The Hospital Clínic attack is the biggest cyberattack in Catalonia since 2021's ransomware attack against the Autonomous University of Barcelona (UAB). 

Marc Torrens, Associate professor at ESADE in the department of Operations, Innovation and Science, explains in an interview with Catalan News that public institutions such as hospitals and education centers are often targeted by cybercriminals because they usually host sensitive data in large quantities. 

Data on patients and students "has a lot of value and a high privacy value," Torrens says, adding that the fact that they are public entities means the criminals can have a lot of power in negotiating and ask for a lot of money "because the whole country gets attacked, it's not just a private organization that affects one business, but it affects the whole population." 

  

Tomàs Roy, head of the Catalan Cybersecurity Agency, told Catalan News that adversaries just need "one hole" to burrow their way into the systems of an institution they are targeting. At the moment, authorities do not know how exactly the Hospital Clínic attack was carried out, but the Cybersecurity Agency are investigating the access point.

Once the criminals found their way into the system, Marc Torrens says it would be relatively easy to then install malware, such as ransomware, which then encrypts the sensitive data once the cybercriminals identified it. 

On the ground, in the hospital, the cyberattack means that doctors and nurses are unable to access their own systems which would normally show them information on the patients sitting in front of them. Without knowing the patient's records and history, medical staff are partially blinded in how they are working. 
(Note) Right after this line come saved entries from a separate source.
//! Stage handlers.
//!
//! A handler runs one attempt of one job. It reports progress through the
//! `JobContext`, writes its results to the video repository and returns the
//! payload of the next stage, if any. Completion and the handoff itself are
//! done by the pool.

mod analyze;
mod process;
mod strategy;

pub use analyze::AnalyzeStage;
pub use process::ProcessStage;
pub use strategy::StrategyStage;

use std::sync::Arc;

use async_trait::async_trait;
use serde_json::Value;
use vpipe_models::{Job, JobId, JobPayload, Lease, Stage};
use vpipe_queue::JobStore;

use crate::error::{WorkerError, WorkerResult};
use crate::logging::JobLogger;

/// What a successful attempt produced.
#[derive(Debug, Clone, PartialEq)]
pub struct StageOutput {
    /// Recorded as the job's return value
    pub value: Value,
    /// Payload for the next stage
    pub handoff: Option<JobPayload>,
}

impl StageOutput {
    pub fn new(value: Value) -> Self {
        Self {
            value,
            handoff: None,
        }
    }

    pub fn with_handoff(mut self, payload: JobPayload) -> Self {
        self.handoff = Some(payload);
        self
    }
}

/// Per-attempt handle given to a handler.
#[derive(Clone)]
pub struct JobContext {
    store: Arc<dyn JobStore>,
    lease: Lease,
    logger: JobLogger,
}

impl JobContext {
    pub fn new(store: Arc<dyn JobStore>, job: &Job) -> Self {
        Self {
            store,
            lease: job.lease(),
            logger: JobLogger::new(job),
        }
    }

    /// Report progress. Lower values than already recorded are ignored.
    pub async fn progress(&self, percent: u8, message: &str) -> WorkerResult<()> {
        self.store.update_progress(&self.lease, percent).await?;
        self.logger.log_progress(percent, message);
        Ok(())
    }

    pub fn logger(&self) -> &JobLogger {
        &self.logger
    }

    pub fn job_id(&self) -> &JobId {
        &self.lease.job_id
    }
}

#[async_trait]
pub trait StageHandler: Send + Sync {
    fn stage(&self) -> Stage;

    async fn handle(&self, job: &Job, ctx: &JobContext) -> WorkerResult<StageOutput>;
}

pub(crate) fn payload_mismatch(stage: Stage, job: &Job) -> WorkerError {
    WorkerError::pipeline(format!(
        "{} handler received a {} payload for job {}",
        stage,
        job.payload.stage(),
        job.id
    ))
}

#[cfg(test)]
pub(crate) mod test_support;
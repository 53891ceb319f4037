//! Shared fixtures for stage tests.

use std::path::Path;
use std::sync::atomic::{AtomicUsize, Ordering};
use std::sync::Arc;

use async_trait::async_trait;
use tokio::sync::Mutex;
use vpipe_media::{Frame, MediaError, MediaResult, MediaToolkit, VideoInfo};
use vpipe_models::{EnqueueOptions, Job, JobId, JobPayload, Stage, Video, VideoId};
use vpipe_queue::{InMemoryJobStore, JobStore};
use vpipe_storage::{InMemoryVideoRepository, VideoRepository};

pub(crate) struct Harness {
    pub store: Arc<InMemoryJobStore>,
    pub videos: Arc<InMemoryVideoRepository>,
    pub video_id: VideoId,
}

impl Harness {
    pub async fn new() -> Self {
        let videos = Arc::new(InMemoryVideoRepository::new());
        let video_id = VideoId::from_string("video-1");
        videos
            .insert_video(&Video::new(video_id.clone(), "user-1", "/uploads/clip.mp4"))
            .await
            .unwrap();

        Self {
            store: Arc::new(InMemoryJobStore::default()),
            videos,
            video_id,
        }
    }

    pub async fn video(&self) -> Video {
        self.videos.get_video(&self.video_id).await.unwrap().unwrap()
    }

    pub fn job_id(&self, stage: Stage) -> JobId {
        JobId::for_stage(stage, &self.video_id)
    }
}

/// Enqueue and lease a job so it is ACTIVE.
pub(crate) async fn leased(h: &Harness, payload: JobPayload) -> Job {
    let stage = payload.stage();
    h.store.enqueue(payload, EnqueueOptions::default()).await.unwrap();
    h.store.lease(stage).await.unwrap().unwrap()
}

pub(crate) struct FakeMedia {
    duration: f64,
    fail_probe: bool,
    requested: Mutex<Vec<f64>>,
    extract_calls: AtomicUsize,
}

impl FakeMedia {
    pub fn new(duration: f64) -> Self {
        Self {
            duration,
            fail_probe: false,
            requested: Mutex::new(Vec::new()),
            extract_calls: AtomicUsize::new(0),
        }
    }

    pub fn failing_probe() -> Self {
        Self {
            fail_probe: true,
            ..Self::new(0.0)
        }
    }

    pub async fn requested(&self) -> Vec<f64> {
        self.requested.lock().await.clone()
    }

    pub fn extract_calls(&self) -> usize {
        self.extract_calls.load(Ordering::SeqCst)
    }
}

#[async_trait]
impl MediaToolkit for FakeMedia {
    async fn probe(&self, _path: &Path) -> MediaResult<VideoInfo> {
        if self.fail_probe {
            return Err(MediaError::invalid_video("no video stream"));
        }
        Ok(VideoInfo {
            duration: self.duration,
            width: 1080,
            height: 1920,
            fps: 30.0,
            codec: "h264".into(),
            bitrate: 2_000_000,
            has_audio: true,
        })
    }

    async fn extract_frames(&self, _path: &Path, timestamps: &[f64]) -> MediaResult<Vec<Frame>> {
        self.extract_calls.fetch_add(1, Ordering::SeqCst);
        self.requested.lock().await.extend_from_slice(timestamps);
        Ok(timestamps
            .iter()
            .map(|ts| Frame::new(vec![0xFF, 0xD8, 0xFF, 0xD9], *ts))
            .collect())
    }
}
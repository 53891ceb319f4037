//! Windowed call budget for the vision provider.

use std::num::NonZeroU32;
use std::time::Duration;

use governor::clock::DefaultClock;
use governor::state::{InMemoryState, NotKeyed};
use governor::{Quota, RateLimiter};
use tracing::debug;

type DirectLimiter = RateLimiter<NotKeyed, InMemoryState, DefaultClock>;

/// At most `calls` acquisitions per `window`, shared by every task of a pool.
///
/// Acquiring blocks until a slot frees; it never fails. The budget refills
/// one call every `window / calls`, with bursts of up to `calls`.
pub struct CallBudget {
    limiter: Option<DirectLimiter>,
    calls: u32,
    window: Duration,
}

impl CallBudget {
    /// A zero call count or zero window disables the budget.
    pub fn new(calls: u32, window: Duration) -> Self {
        let limiter = NonZeroU32::new(calls).and_then(|burst| {
            Quota::with_period(window / calls)
                .map(|quota| RateLimiter::direct(quota.allow_burst(burst)))
        });

        Self {
            limiter,
            calls,
            window,
        }
    }

    pub fn unlimited() -> Self {
        Self::new(0, Duration::ZERO)
    }

    /// Wait for a slot.
    pub async fn acquire(&self) {
        if let Some(limiter) = &self.limiter {
            if limiter.check().is_err() {
                debug!(
                    calls = self.calls,
                    window_secs = self.window.as_secs_f64(),
                    "AI call budget exhausted, waiting for a slot"
                );
                limiter.until_ready().await;
            }
        }
    }
}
Roy adds that "we must assume that attacks will occur and they will succeed," something that Torrens agrees with, saying it's impossible to be 100% safe. 

Yet, for now, authorities are monitoring the dark web for any sign of the Hospital Clínic data being published and will work on having that data taken down if they detect it. Roy also explains that they are working with international law enforcement to try to block the hackers' own access to the stolen data. "It's something that delays them, it's winning a battle but not the war," Roy says, "because they can make a copy of this data and republish it anyway." 

"It must be said that normally also these cybercriminals look for countries that protect them, so we cannot always avoid it," Roy laments.

One thing authorities are sure about is they know they will not pay a cent to the criminals. Marc Torrens says it is in general very important not to pay ransoms such as this one for two main reasons: paying it encourages this type of behaviour and shows the world it is a profitable business, and paying would fund even more sophisticated forms of malware for criminals to continue wreaking havoc. 

Education is one of the first steps institutions and people can take to protect themselves. "There are some simple techniques like phishing that are pretty easy to avoid if people know about them," Torrens explains. "With a little bit of education on the topic, it can be easily solved."

But investment in firewalls and other such protection is also key. "The probability [an attack] will happen to you is quite small but the damage is huge," Torrens says. "The solution is to invest more. I'm sure it's an area we could always do better, but I don't think Spain or Catalonia is doing any worse than other European countries, I think in all of Europe we're in a similar situation."

Jordi Hernàndez, an IT official at the Autonomous University of Barcelona agrees having learned the hard way following the 2021 attack that knocked out the university's virtual campus for months. 

"The first lesson we learned is that we need to invest more in safety," he told Catalan News in a recent interview. "The second is that we have to update our systems as soon as possible. And the third is that users need to be sure of what they are doing on the computer and be aware of what they see."